By Emily Gerchman
Jack Callahan will turn two years old this March 8th. He’s a fan of climbing on things and getting into trouble. He’s quite a chatterbox according to his mom and dad. He also loves Sesame Street and is always up for a good dance party.
Molly Callahan describes her youngest son as a funny and happy little kid. Jack is also a tough little guy, and at his young age, he’s much braver than most.
It was around this time last year, Molly noticed Jack was acting just a little bit off.
“He had signs of ear infections, like really high fever, really lethargic, crying all the time and that just wasn’t him at all,” said Molly.
Jack was diagnosed with a double ear infection. But even with an antibiotic, his current symptoms persisted and new ones popped up. He would suffer from nosebleeds on occasion. Molly and her husband Dan also noticed Jack had bruising on parts of his body that just “didn’t make sense.” So they took their son for a visit to his pediatrician, Doctor Jeffrey Zero.
“He is the best doctor because he doesn’t scare you,” Molly explained. “He’s very mellow but firm, and his demeanor changed as soon as I pointed out the bruises.”
“So Jack and I went to get some blood work done, and they ordered it stat. A couple hours later, Doctor Zero called and said, ‘Okay, do you want to go to Danville, Hershey or CHOP?’”
Molly and Dan rushed their little boy to Geisinger Medical Center near Danville, the closest of the three options, and that’s where doctors ultimately diagnosed Jack with AML-M7 — a type of acute myeloid leukemia.
On and off, Molly, Dan, and little Jack spent 116 days in at Geisinger near Danville.
Dan Callahan had to put his job of selling homes with Jack Ruddy Real Estate on hold for a time. He’s also a seventh grade math teacher in the Dunmore School District. Thankfully Dunmore was able to get a sub whenever he needed to be with Jack or Jack’s older brother, Cooper.

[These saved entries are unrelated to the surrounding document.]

use std::path::Path;

use anyhow::{bail, Context};

/// Image blob attached to a search draft.
#[derive(Debug, Clone, PartialEq, Eq)]
pub struct ImageAttachment {
    pub filename: String,
    pub bytes: Vec<u8>,
    pub mime_type: Option<String>,
}

impl ImageAttachment {
    pub fn new(filename: impl Into<String>, bytes: Vec<u8>) -> Self {
        let filename = filename.into();
        let mime_type = mime_for_path(Path::new(&filename)).map(str::to_string);
        Self {
            filename,
            bytes,
            mime_type,
        }
    }

    pub fn from_path(path: &Path) -> anyhow::Result<Self> {
        let bytes =
            std::fs::read(path).with_context(|| format!("failed to read {}", path.display()))?;
        if bytes.is_empty() {
            bail!("image file is empty: {}", path.display());
        }
        let filename = path
            .file_name()
            .and_then(|value| value.to_str())
            .map(str::to_string)
            .unwrap_or_else(|| "upload".to_string());
        Ok(Self::new(filename, bytes))
    }

    pub fn is_empty(&self) -> bool {
        self.bytes.is_empty()
    }
}

/// The pending search draft: free text plus an optional image.
///
/// Text is stored as typed and trimmed whenever it is read for submission.
#[derive(Debug, Clone, Default, PartialEq, Eq)]
pub struct Query {
    text: String,
    image: Option<ImageAttachment>,
}

impl Query {
    pub fn new(text: impl Into<String>, image: Option<ImageAttachment>) -> Self {
        Self {
            text: text.into(),
            image,
        }
    }

    pub fn text(text: impl Into<String>) -> Self {
        Self::new(text, None)
    }

    pub fn raw_text(&self) -> &str {
        &self.text
    }

    pub fn trimmed_text(&self) -> &str {
        self.text.trim()
    }

    pub fn image(&self) -> Option<&ImageAttachment> {
        self.image.as_ref().filter(|image| !image.is_empty())
    }

    pub fn has_text(&self) -> bool {
        !self.trimmed_text().is_empty()
    }

    pub fn has_image(&self) -> bool {
        self.image().is_some()
    }

    /// At least one of text or image must be present before a search is issued.
    pub fn is_submittable(&self) -> bool {
        self.has_text() || self.has_image()
    }

    pub fn set_text(&mut self, text: impl Into<String>) {
        self.text = text.into();
    }

    pub fn attach_image(&mut self, image: ImageAttachment) {
        self.image = Some(image);
    }

    pub fn clear_image(&mut self) {
        self.image = None;
    }
}

fn mime_for_path(path: &Path) -> Option<&'static str> {
    let ext = path
        .extension()
        .and_then(|value| value.to_str())
        .map(|value| value.to_ascii_lowercase())
        .unwrap_or_default();
    match ext.as_str() {
        "png" => Some("image/png"),
        "jpg" | "jpeg" => Some("image/jpeg"),
        "webp" => Some("image/webp"),
        "gif" => Some("image/gif"),
        "bmp" => Some("image/bmp"),
        _ => None,
    }
}
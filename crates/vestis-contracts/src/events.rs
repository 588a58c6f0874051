use std::fs::{File, OpenOptions};
use std::io::Write;
use std::path::{Path, PathBuf};
use std::sync::{Arc, Mutex};

use anyhow::{anyhow, Context};
use chrono::{SecondsFormat, Utc};
use serde_json::{Map, Value};

pub type EventPayload = Map<String, Value>;

/// JSONL log for one search session.
///
/// Each line is `{type, session_id, ts, ...payload}`; payload keys win over
/// the envelope. The file is opened on the first emit and kept open for the
/// writer's lifetime. Clones share the handle, so lines never interleave.
#[derive(Debug, Clone)]
pub struct EventWriter {
    log: Arc<SessionLog>,
}

#[derive(Debug)]
struct SessionLog {
    path: PathBuf,
    session_id: String,
    file: Mutex<Option<File>>,
}

impl EventWriter {
    pub fn new(path: impl Into<PathBuf>, session_id: impl Into<String>) -> Self {
        Self {
            log: Arc::new(SessionLog {
                path: path.into(),
                session_id: session_id.into(),
                file: Mutex::new(None),
            }),
        }
    }

    pub fn for_new_session(path: impl Into<PathBuf>) -> Self {
        Self::new(path, new_session_id())
    }

    pub fn path(&self) -> &Path {
        &self.log.path
    }

    pub fn session_id(&self) -> &str {
        &self.log.session_id
    }

    pub fn emit(&self, event_type: &str, payload: EventPayload) -> anyhow::Result<Value> {
        let event = self.envelope(event_type, payload);
        let mut line = serde_json::to_vec(&event)?;
        line.push(b'\n');

        let mut slot = self
            .log
            .file
            .lock()
            .map_err(|_| anyhow!("event log lock poisoned"))?;
        if slot.is_none() {
            *slot = Some(open_append(&self.log.path)?);
        }
        if let Some(file) = slot.as_mut() {
            file.write_all(&line)
                .with_context(|| format!("failed to append to {}", self.log.path.display()))?;
        }

        Ok(event)
    }

    /// Like [`EventWriter::emit`], but a failed write only warns on stderr.
    pub fn emit_lossy(&self, event_type: &str, payload: EventPayload) {
        if let Err(err) = self.emit(event_type, payload) {
            eprintln!("vestis: dropped {event_type} event: {err:#}");
        }
    }

    fn envelope(&self, event_type: &str, mut payload: EventPayload) -> Value {
        payload
            .entry("type")
            .or_insert_with(|| Value::String(event_type.to_string()));
        payload
            .entry("session_id")
            .or_insert_with(|| Value::String(self.log.session_id.clone()));
        payload
            .entry("ts")
            .or_insert_with(|| Value::String(timestamp()));
        Value::Object(payload)
    }
}

fn open_append(path: &Path) -> anyhow::Result<File> {
    if let Some(parent) = path.parent().filter(|parent| !parent.as_os_str().is_empty()) {
        std::fs::create_dir_all(parent)
            .with_context(|| format!("failed to create {}", parent.display()))?;
    }
    OpenOptions::new()
        .create(true)
        .append(true)
        .open(path)
        .with_context(|| format!("failed to open event log {}", path.display()))
}

pub fn new_session_id() -> String {
    uuid::Uuid::new_v4().to_string()
}

fn timestamp() -> String {
    Utc::now().to_rfc3339_opts(SecondsFormat::Millis, true)
}

#[cfg(test)]
mod tests {
    use std::fs;
    use std::thread;

    use chrono::DateTime;
    use serde_json::{json, Value};

    use super::{EventPayload, EventWriter};

    fn read_events(path: &std::path::Path) -> anyhow::Result<Vec<Value>> {
        let content = fs::read_to_string(path)?;
        content
            .lines()
            .map(|line| serde_json::from_str(line).map_err(Into::into))
            .collect()
    }

    #[test]
    fn submitted_event_carries_envelope_and_payload() -> anyhow::Result<()> {
        let temp = tempfile::tempdir()?;
        let path = temp.path().join("events.jsonl");
        let writer = EventWriter::new(&path, "session-7");

        let mut payload = EventPayload::new();
        payload.insert("seq".to_string(), json!(1));
        payload.insert("has_image".to_string(), json!(false));
        let emitted = writer.emit("search_submitted", payload)?;

        let events = read_events(&path)?;
        assert_eq!(events, vec![emitted]);
        assert_eq!(events[0]["type"], json!("search_submitted"));
        assert_eq!(events[0]["session_id"], json!("session-7"));
        assert_eq!(events[0]["seq"], json!(1));
        DateTime::parse_from_rfc3339(events[0]["ts"].as_str().unwrap_or(""))?;
        Ok(())
    }

    #[test]
    fn payload_keys_win_over_envelope() -> anyhow::Result<()> {
        let temp = tempfile::tempdir()?;
        let writer = EventWriter::new(temp.path().join("events.jsonl"), "session-7");

        let mut payload = EventPayload::new();
        payload.insert("session_id".to_string(), json!("replayed"));
        let emitted = writer.emit("search_ready", payload)?;

        assert_eq!(emitted["type"], json!("search_ready"));
        assert_eq!(emitted["session_id"], json!("replayed"));
        Ok(())
    }

    #[test]
    fn clones_share_one_log_across_threads() -> anyhow::Result<()> {
        let temp = tempfile::tempdir()?;
        let path = temp.path().join("nested").join("events.jsonl");
        let writer = EventWriter::for_new_session(&path);

        thread::scope(|scope| {
            for worker in 0..4 {
                let writer = writer.clone();
                scope.spawn(move || {
                    for n in 0..5 {
                        let mut payload = EventPayload::new();
                        payload.insert("product_id".to_string(), json!(format!("{worker}-{n}")));
                        writer.emit_lossy("image_loaded", payload);
                    }
                });
            }
        });

        let events = read_events(&path)?;
        assert_eq!(events.len(), 20);
        assert!(events
            .iter()
            .all(|event| event["session_id"] == json!(writer.session_id())));
        assert!(uuid::Uuid::parse_str(writer.session_id()).is_ok());
        Ok(())
    }

    #[test]
    fn unwritable_log_reports_error() -> anyhow::Result<()> {
        let temp = tempfile::tempdir()?;
        let blocker = temp.path().join("not-a-dir");
        fs::write(&blocker, b"")?;
        let writer = EventWriter::new(blocker.join("events.jsonl"), "session-7");

        assert!(writer.emit("session_reset", EventPayload::new()).is_err());
        writer.emit_lossy("session_reset", EventPayload::new());
        Ok(())
    }
}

Molly teaches art at Pocono Mountain, but being that she had just been off on maternity leave after having Jack, taking another leave of absence wasn’t an option.
“I would sleep in Danville, drive to the Poconos and teach, go back to Danville or Dunmore depending on if it was my night.”
Luckily for the Callahans, they had an army of family and friends in their corner — among them Dan’s mom, Maggie, Molly’s parents, Jack and Rosemary, and her sister Amy. They never hesitated to help them with whatever they needed, whenever they needed it.
“We just made it work,” said Molly. “It’s one of those things that people are always like ‘I don’t know how you did it’ and I’m like, I do. Anyone would do it, you just have to.”
During the months Jack spent at Geisinger, he went through four rounds of chemotherapy and had nine blood transfusions.
“When Jack was in day one, they gave him a blood donation right then,” Molly recalled. “He went from being gray and just laying on you to happy, smiley, waving. Just from one blood transfusion.”
“[Jack’s] brother turned four during this whole thing, and it was hard to explain what was going on… We joked it was ‘super hero blood.’ We’d say he’s getting Spiderman this time, and they’re gonna give him Captain America next time. The doctors actually…tell kids that now. Because it’s true. It really makes everything better.”
This past September, doctors delivered the happy news that Jack was MRD negative, meaning all the cancer cells were gone. Now happy and healthy, he’ll celebrate his second birthday on March 8.
“The oncologists have stressed you need to celebrate every milestone. Celebrate his birthday, a year since diagnosed, then like crazy celebrate when it’s a year in remission.”
Celebrate is exactly what the Callahans plan to do, while paying it forward at the same time.
A community blood drive in Jack’s name is planned from 9 a.m. to 2 p.m. on Saturday, March 7 — one day before Jack’s birthday — at the Dunmore Community Center.
“Every time you donate blood you save 3 people’s lives. Well 9 people because he had 9 blood transfusions in the 100 days, 9 people saved Jack’s life,” said Molly. “…it’s such an easy thing to do, and the cost and nervousness and time have no comparison to what you’re doing for these kids and adults who need it.”
Due to the number of volunteers and equipment available, only 84 people will be able to donate at this event, and in typical Dunmore fashion, 74 people have already signed up as of February 26. So while walk-ins are welcome, interested parties are highly encouraged to pre-register online.
“The way everyone in this town cares about each other is one hundred percent why we live in this town. People are just willing to do anything for each other. So we’re not surprised at the outpouring we’ve gotten, but we’re certainly overwhelmed and humbled,” said Molly.
“If anything comes from all of this, I just can’t wait to see all the ways Jack pays it forward. We’re trying our best to give back in little ways, but there will never be enough to thank everyone for doing what they did for us.”